Recently I’ve been reflecting on our different seasons and chapters, our various moves and the similar challenges in each new place.
It was then that I realized: I’ve spent the majority of my adulthood living in four different valleys.
I lived in the same small town for 21 years (Marysville, Washington). And then my family was sent out with a church plant.
So in 2008, we moved to the Skagit Valley.
(After four years, we moved back to Arlington, just north of Marysville.)
Then in 2014, we moved to the Dungeness Valley (still in Washington).
In 2017, we moved to the Susquehanna Valley (in Pennsylvania).
And in 2021, we moved to the Central Valley (in California).
Valley after valley (after valley after valley).
With every experience in each valley, there are always lessons to learn and incredible people to meet.
But all too often those first steps in the valley feel terribly lonely.
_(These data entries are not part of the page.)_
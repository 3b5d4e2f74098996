// In-memory product catalog: seed data, registration, review and dashboard aggregates.
use anyhow::{Context, Result, bail, ensure};
use jiff::Timestamp;
use jiff::civil::{Date, date};
use rand::Rng;
use serde::{Deserialize, Serialize};
use std::fs;
use std::path::Path;
use tracing::{debug, info};

use crate::model::{
    CertType, Certificate, FarmLocation, Product, ProductId, ProductImages, ProductStatus, Role,
    TimelineEntry, Viewer,
};

const ID_LEN: usize = 9;
const ID_ALPHABET: &[u8] = b"0123456789abcdefghijklmnopqrstuvwxyz";
const PLACEHOLDER_IMAGE: &str = "https://picsum.photos/600/400";
/// Used when the submission carries no coordinates
const DEFAULT_REGISTRATION_POINT: (f64, f64) = (10.2, 105.8);

#[derive(Debug, Clone, Serialize, Deserialize)]
pub struct AuditEntry {
    pub id: String,
    pub timestamp: Timestamp,
    pub admin_name: String,
    pub admin_id: String,
    pub action: String,
    pub target_id: ProductId,
    pub target_name: String,
    #[serde(default)]
    pub details: Option<String>,
}

/// The admin performing a review.
#[derive(Debug, Clone, PartialEq)]
pub struct Reviewer {
    pub name: String,
    pub admin_id: String,
}

impl Reviewer {
    pub fn from_viewer(viewer: &Viewer) -> Option<Self> {
        match &viewer.role {
            Role::Admin { admin_id, .. } => {
                Some(Self { name: viewer.name.clone(), admin_id: admin_id.clone() })
            }
            _ => None,
        }
    }
}

#[derive(Debug, Clone, PartialEq)]
pub enum Decision {
    Approve { note: String },
    Reject { reason: String },
}

#[derive(Debug, Clone)]
pub struct CertificateUpload {
    pub cert_type: CertType,
    pub proof: String,
    pub expiry_date: Date,
}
Beginning again stirs up countless emotions. We’re trying to settle and find our place and take up space. We’re surrounded by people, and yet we’re alone.
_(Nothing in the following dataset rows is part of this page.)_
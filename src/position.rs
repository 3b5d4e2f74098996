use geo::{Bearing, BoundingRect, Distance, Geodesic, MultiPoint, Point, Rect, coord};
use std::f64::consts::PI;

/// walkers renders 256px tiles
const TILE_SIZE: f64 = 256.0;
/// Web Mercator is undefined at the poles
const MAX_MERCATOR_LAT: f64 = 85.051_128_78;

/// Format distance for display
/// < 1000m: show as meters
/// >= 1000m: show as km with 2 decimal places
pub fn format_distance(meters: f64) -> String {
    if meters < 1000.0 { format!("{:.0} m", meters) } else { format!("{:.2} km", meters / 1000.0) }
}

/// Format bearing for display (compass direction)
pub fn format_bearing(degrees: f64) -> String {
    let directions = ["N", "NE", "E", "SE", "S", "SW", "W", "NW"];
    let idx = ((degrees + 22.5) / 45.0) as usize % 8;
    format!("{:.0}° {}", degrees, directions[idx])
}

/// Get distance and bearing string between two points (lat, lon).
/// Returns None if either point is invalid
pub fn get_distance_bearing_string(from: (f64, f64), to: (f64, f64)) -> Option<String> {
    if !valid_lat_lon(from) || !valid_lat_lon(to) {
        return None;
    }
    let (distance, bearing) = distance_and_bearing(from, to);
    Some(format!("{} @ {}", format_distance(distance), format_bearing(bearing)))
}

pub fn valid_lat_lon((lat, lon): (f64, f64)) -> bool {
    (-90.0..=90.0).contains(&lat) && (-180.0..=180.0).contains(&lon)
}

pub fn distance_and_bearing(p1: (f64, f64), p2: (f64, f64)) -> (f64, f64) {
    let start = Point::new(p1.1, p1.0);
    let end = Point::new(p2.1, p2.0);
    let distance = Geodesic.distance(start, end);
    let raw_bearing = Geodesic.bearing(start, end);
    let bearing = (raw_bearing + 360.0) % 360.0;
    (distance, bearing)
}

/// Bounding box of the points, grown on every side by `pad` times its
/// width/height. None for an empty set.
pub fn padded_bounds(points: &[Point<f64>], pad: f64) -> Option<Rect<f64>> {
    let rect = MultiPoint::from(points.to_vec()).bounding_rect()?;
    let dx = rect.width() * pad;
    let dy = rect.height() * pad;
    Some(Rect::new(
        coord! { x: rect.min().x - dx, y: (rect.min().y - dy).max(-MAX_MERCATOR_LAT) },
        coord! { x: rect.max().x + dx, y: (rect.max().y + dy).min(MAX_MERCATOR_LAT) },
    ))
}

/// Normalized Web Mercator y in [0, 1], 0 at the north edge.
fn mercator_y(lat: f64) -> f64 {
    let lat = lat.clamp(-MAX_MERCATOR_LAT, MAX_MERCATOR_LAT).to_radians();
    (1.0 - (lat.tan() + 1.0 / lat.cos()).ln() / PI) / 2.0
}

/// Largest zoom at which `bounds` fits inside a `width` x `height` pixel view.
pub fn fit_zoom(bounds: &Rect<f64>, width: f32, height: f32, min_zoom: f64, max_zoom: f64) -> f64 {
    // No room to fit anything into; show as much as possible
    if width <= 0.0 || height <= 0.0 {
        return min_zoom;
    }
    let span_x = bounds.width() / 360.0;
    let span_y = (mercator_y(bounds.min().y) - mercator_y(bounds.max().y)).abs();

    let zoom_for = |pixels: f32, span: f64| {
        if span <= f64::EPSILON { f64::INFINITY } else { (pixels as f64 / (TILE_SIZE * span)).log2() }
    };
    let zoom = zoom_for(width, span_x).min(zoom_for(height, span_y));
    if zoom.is_finite() { zoom.clamp(min_zoom, max_zoom) } else { max_zoom }
}

pub fn rect_center(bounds: &Rect<f64>) -> Point<f64> {
    Point::from(bounds.center())
}

#[cfg(test)]
mod tests {
    use super::*;

    #[test]
    fn test_distance_between_delta_cities() {
        // Bến Tre to Vĩnh Long, about 45 km roughly west
        let (dist, bearing) = distance_and_bearing((10.2435, 106.3756), (10.2397, 105.9572));
        assert!((dist - 45_800.0).abs() < 1_500.0, "dist={}", dist);
        assert!((260.0..280.0).contains(&bearing), "bearing={}", bearing);
    }

    #[test]
    fn test_format_helpers() {
        assert_eq!(format_distance(999.4), "999 m");
        assert_eq!(format_distance(12_340.0), "12.34 km");
        assert_eq!(format_bearing(0.0), "0° N");
        assert_eq!(format_bearing(270.0), "270° W");
        assert!(get_distance_bearing_string((91.0, 0.0), (0.0, 0.0)).is_none());
    }

    #[test]
    fn test_padded_bounds() {
        let points = [Point::new(106.0, 10.0), Point::new(107.0, 11.0)];
        let rect = padded_bounds(&points, 0.1).expect("non-empty");
        assert!((rect.min().x - 105.9).abs() < 1e-9);
        assert!((rect.max().y - 11.1).abs() < 1e-9);
        assert!(padded_bounds(&[], 0.1).is_none());
    }

    #[test]
    fn test_fit_zoom_shrinks_with_wider_bounds() {
        let small = padded_bounds(&[Point::new(106.0, 10.0), Point::new(106.1, 10.1)], 0.0)
            .expect("bounds");
        let large = padded_bounds(&[Point::new(104.0, 8.0), Point::new(109.0, 13.0)], 0.0)
            .expect("bounds");
        let z_small = fit_zoom(&small, 800.0, 600.0, 2.0, 18.0);
        let z_large = fit_zoom(&large, 800.0, 600.0, 2.0, 18.0);
        assert!(z_small > z_large);
        // 0.1 degree across an 800x600 view lands around zoom 13
        assert!((10.0..14.0).contains(&z_small), "z_small={}", z_small);
    }

    #[test]
    fn test_fit_zoom_without_view_area_zooms_out() {
        let bounds = padded_bounds(&[Point::new(106.0, 10.0), Point::new(106.1, 10.1)], 0.1)
            .expect("bounds");
        assert_eq!(fit_zoom(&bounds, 0.0, 600.0, 2.0, 18.0), 2.0);
        assert_eq!(fit_zoom(&bounds, 800.0, 0.0, 2.0, 18.0), 2.0);
    }

    #[test]
    fn test_fit_zoom_single_point_uses_max_zoom() {
        let point = padded_bounds(&[Point::new(106.0, 10.0)], 0.3).expect("bounds");
        assert_eq!(fit_zoom(&point, 800.0, 600.0, 2.0, 17.0), 17.0);
    }
}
Until you find your people, until rhythms are established, until resources are found, until connections are made – it’s hard. There’s a temptation to long for past chapters, to miss Egypt, to isolate.
Our view is often limited in the valley; vision is blocked as we look around and see the same scene all around us.
I have to look back long enough to recall God’s faithfulness in each season, through every valley. And then I have to intentionally look forward, look up, eyes fixed on Him, and trust the work He’s doing in and through me, here and now.
As Tauren Wells sings so well, God is the God of the hills and the valleys. In the wins and losses. In the seen and unseen. In the good and the hard. In the victory and in the wait. In peace and in trouble.
God is always on the throne. He’s been with me in valley after valley. And I am beyond grateful.